Finally, the priority of the repeated content is additionally reduced according to the cache list adjacent to the RSU, so that space waste caused by redundant cache can be effectively reduced, and the cache efficiency is improved.
Drawings
Fig. 1 is an organizational chart of a pre-caching strategy according to the present invention.
FIG. 2 is a flowchart of deep reinforcement learning modeling according to the present invention.
FIG. 3 is a flow chart of deep reinforcement learning agent training according to the present invention.
Fig. 4 is a flow chart of federal learning in accordance with the present invention.
Fig. 5 is a flowchart of the RSU pre-caching according to the present invention.
Detailed Description
In order to make the objects, technical solutions and advantages of the present invention more apparent, the present invention will be further described in detail by examples and drawings.
The method comprises the steps of carrying out deep reinforcement learning to model an edge cache environment, integrating trained model parameters by using a federal learning framework, and carrying out pre-caching by an RSU (remote subscriber Unit) through a local intelligent agent.
Referring to fig. 2, the specific implementation process of modeling the edge cache environment required for deep reinforcement learning is as follows:
step 1, counting historical moving paths of each vehicle in a preheating stage RSU.
And 2, respectively establishing a Markov chain-based movement prediction model according to the historical movement path of each vehicle.
And 3, uploading the position of each vehicle periodically by each vehicle, and enabling the RSU to obtain the current position l of each vehicletAs part of the state space.
And 4, substituting the positions of the two latest time slices of the vehicle into the movement prediction model by the RSU to calculate the most probable position l of the next time slice of each vehiclet+1Also as part of the state space.
Step 5, based on the assumption that the user will request in sequence when accessing the video stream data, the content that the user may access can be calculated, for example, the content accessed at time t is ciThen the content that may be requested at time t +1 may be calculated as follows:
c(t+1)=ci+Δi
Δi=Δt/dc
where Δ t denotes the duration of a time slice, dcIndicating the time of average play of a content.
And 6, the RSU calculates the popularity of the content according to the following mode:
Figure BDA0002932021700000081
wherein λ ∈ [0,1 ]]To characterize the weight of the number of historical requests relative to the number of recent requests, n, for a decay factortIndicating the number of requests for the content over a period of time t.
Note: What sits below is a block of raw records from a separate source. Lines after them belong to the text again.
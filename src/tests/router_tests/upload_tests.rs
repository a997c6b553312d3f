// src/tests/router_tests/upload_tests.rs

use crate::domain::PropertyStatus;
use crate::forms::tests::multipart_body;
use crate::router::handle;
use crate::routes::properties::STOP_POLLING;
use crate::state::AppState;
use crate::tests::utils::{body_string, get, header, make_state, post_multipart, FakeApi};
use crate::upload::progress::ProgressSnapshot;
use std::sync::Arc;
use std::time::{Duration, Instant};

const PNG: &[u8] = b"\x89PNG\r\n\x1a\nfloorplan";

fn wait_until_finished(state: &AppState, id: &str) -> ProgressSnapshot {
    let deadline = Instant::now() + Duration::from_secs(3);
    loop {
        if let Some(snapshot) = state.board.snapshot(id) {
            if snapshot.finished {
                return snapshot;
            }
        }
        assert!(Instant::now() < deadline, "watcher for {id} never finished");
        std::thread::sleep(Duration::from_millis(5));
    }
}

#[test]
fn new_property_form_renders() {
    let state = make_state(Arc::new(FakeApi::new()));
    let mut resp = handle(get("/properties/new"), &state).unwrap();

    assert_eq!(resp.status(), 200);
    let body = body_string(&mut resp);
    assert!(body.contains("multipart/form-data"));
    assert!(body.contains("name=\"address\""));
}

#[test]
fn valid_upload_redirects_to_progress_and_tracks_to_completion() {
    let api = Arc::new(FakeApi::new());
    api.script_statuses("new-1", &["processing", "parsing_complete", "complete"]);
    let state = make_state(api.clone());

    let body = multipart_body(
        &[("address", "  500 Pine St, Seattle, WA 98101 ")],
        Some(("file", "plan.png", "image/png", PNG)),
    );
    let resp = handle(post_multipart("/properties/new", body), &state).unwrap();

    assert_eq!(resp.status(), 303);
    assert_eq!(header(&resp, "Location"), "/properties/new-1?showProgress=true");

    let uploads = api.uploads.lock().unwrap().clone();
    assert_eq!(uploads.len(), 1);
    assert_eq!(uploads[0].address, "500 Pine St, Seattle, WA 98101");
    assert_eq!(uploads[0].bytes, PNG);

    let snapshot = wait_until_finished(&state, "new-1");
    assert_eq!(snapshot.status, PropertyStatus::Complete);

    let mut fragment = handle(get("/properties/new-1/progress"), &state).unwrap();
    assert_eq!(fragment.status(), STOP_POLLING);
    assert!(!body_string(&mut fragment).contains("hx-trigger"));
    assert!(state.board.snapshot("new-1").is_none());
}

#[test]
fn oversized_file_is_rejected_before_upload() {
    let api = Arc::new(FakeApi::new());
    let state = make_state(api.clone());

    let big = vec![0u8; 15 * 1024 * 1024];
    let body = multipart_body(
        &[("address", "1 Main St")],
        Some(("file", "plan.png", "image/png", &big)),
    );
    let mut resp = handle(post_multipart("/properties/new", body), &state).unwrap();

    assert_eq!(resp.status(), 422);
    assert!(body_string(&mut resp).contains("The limit is 10 MB"));
    assert!(api.uploads.lock().unwrap().is_empty());
}

#[test]
fn missing_address_keeps_the_form() {
    let api = Arc::new(FakeApi::new());
    let state = make_state(api.clone());

    let body = multipart_body(
        &[("address", "   ")],
        Some(("file", "plan.pdf", "application/pdf", b"%PDF-1.4")),
    );
    let mut resp = handle(post_multipart("/properties/new", body), &state).unwrap();

    assert_eq!(resp.status(), 422);
    assert!(body_string(&mut resp).contains("Please enter the property address"));
    assert!(api.uploads.lock().unwrap().is_empty());
}

#[test]
fn unsupported_type_is_rejected() {
    let api = Arc::new(FakeApi::new());
    let state = make_state(api.clone());

    let body = multipart_body(
        &[("address", "1 Main St")],
        Some(("file", "plan.gif", "image/gif", b"GIF89a")),
    );
    let mut resp = handle(post_multipart("/properties/new", body), &state).unwrap();

    assert_eq!(resp.status(), 422);
    assert!(body_string(&mut resp).contains("Upload a PNG, JPG or PDF"));
}

#[test]
fn backend_failure_re_renders_form_with_address() {
    let api = Arc::new(FakeApi::new());
    api.fail_with("upload", 500);
    let state = make_state(api);

    let body = multipart_body(
        &[("address", "1 Main St")],
        Some(("file", "plan.png", "image/png", PNG)),
    );
    let mut resp = handle(post_multipart("/properties/new", body), &state).unwrap();

    assert_eq!(resp.status(), 200);
    let body = body_string(&mut resp);
    assert!(body.contains("value=\"1 Main St\""));
    assert!(body.contains("banner"));
}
The popularity of content also serves as a component element of the state space.
And 7, screening the content according to the content popularity, wherein only the popularity is higher than a threshold value rhotCan the content of (a) be served as a pre-cached object.
And 8, limiting the DRL agent to select one content to be stored in the cache at one time, and repeating the selection for multiple times to store the high-priority content in the cache. The motion space of a single operation is all the contents screened in step 7:
Figure BDA0002932021700000082
where N represents the number of content for which popularity reaches a threshold.
And 9, representing the working efficiency of the DRL agent by using the cache hit rate, wherein in order to take short-term income and long-term income into consideration, the return function is represented by an exponential weighted average hit rate:
Figure BDA0002932021700000083
wherein r isiRepresenting the hit rate of the ith time slice from the current start, w ∈ (0,1) is an exponential weighting factor, and the larger w is, the less profit is gained by the decay of the reward function along with time.
Referring to fig. 3, the specific training process of the deep reinforcement learning agent on the RSU is as follows:
step 10, initializing operator network mu (s | theta)μ) Criticc network Q (s, a | θ)Q) With the parameters respectively being thetaμAnd thetaQ(ii) a Simultaneously initializing the target networks mu 'and Q', the initialization parameter theta of whichμ′←θμ,θQ′←θQ. The experienced playback set R is initialized.
Step 11. select an original action based on the state at time t
Figure BDA0002932021700000084
Step 12, selecting the nearest k effective actions by using a KNN algorithm to be recorded as
Figure BDA0002932021700000085
Figure BDA0002932021700000091
Step 13, selecting the action with the maximum Q value according to the current strategy
Figure BDA0002932021700000092
Executing, observing and reporting rtAnd a new state st+1And transfer the state(s)t,at,rt,st+1) The empirical playback set R is logged.
Step 14. select a certain size of state transition record(s) from the empirical playback set Ri,ai,ri,si+1). Setting yi=ri+γQ′(si+1,μ′(si+1μ′)|θQ′)。
And step 15, updating the critic network through a minimization loss function:
Figure BDA0002932021700000093
updating the actor network with the parameter gradient:
Figure BDA0002932021700000094
step 16, updating the target network:
θQ′←τθQ+(1-τ)θQ′
θμ′←τθμ+(1-τ)θμ′
wherein τ < 1 is the update coefficient.
Steps 11 to 16 are model updates performed for a time slice, each time slice being repeated one time in a loop.
Referring to fig. 4, the specific flow of the federal learning based on deep reinforcement learning is as follows:
and step 17, the remote server initializes a model of the deep reinforcement learning agent and endows random parameter initial values for the current actor network and the critic network.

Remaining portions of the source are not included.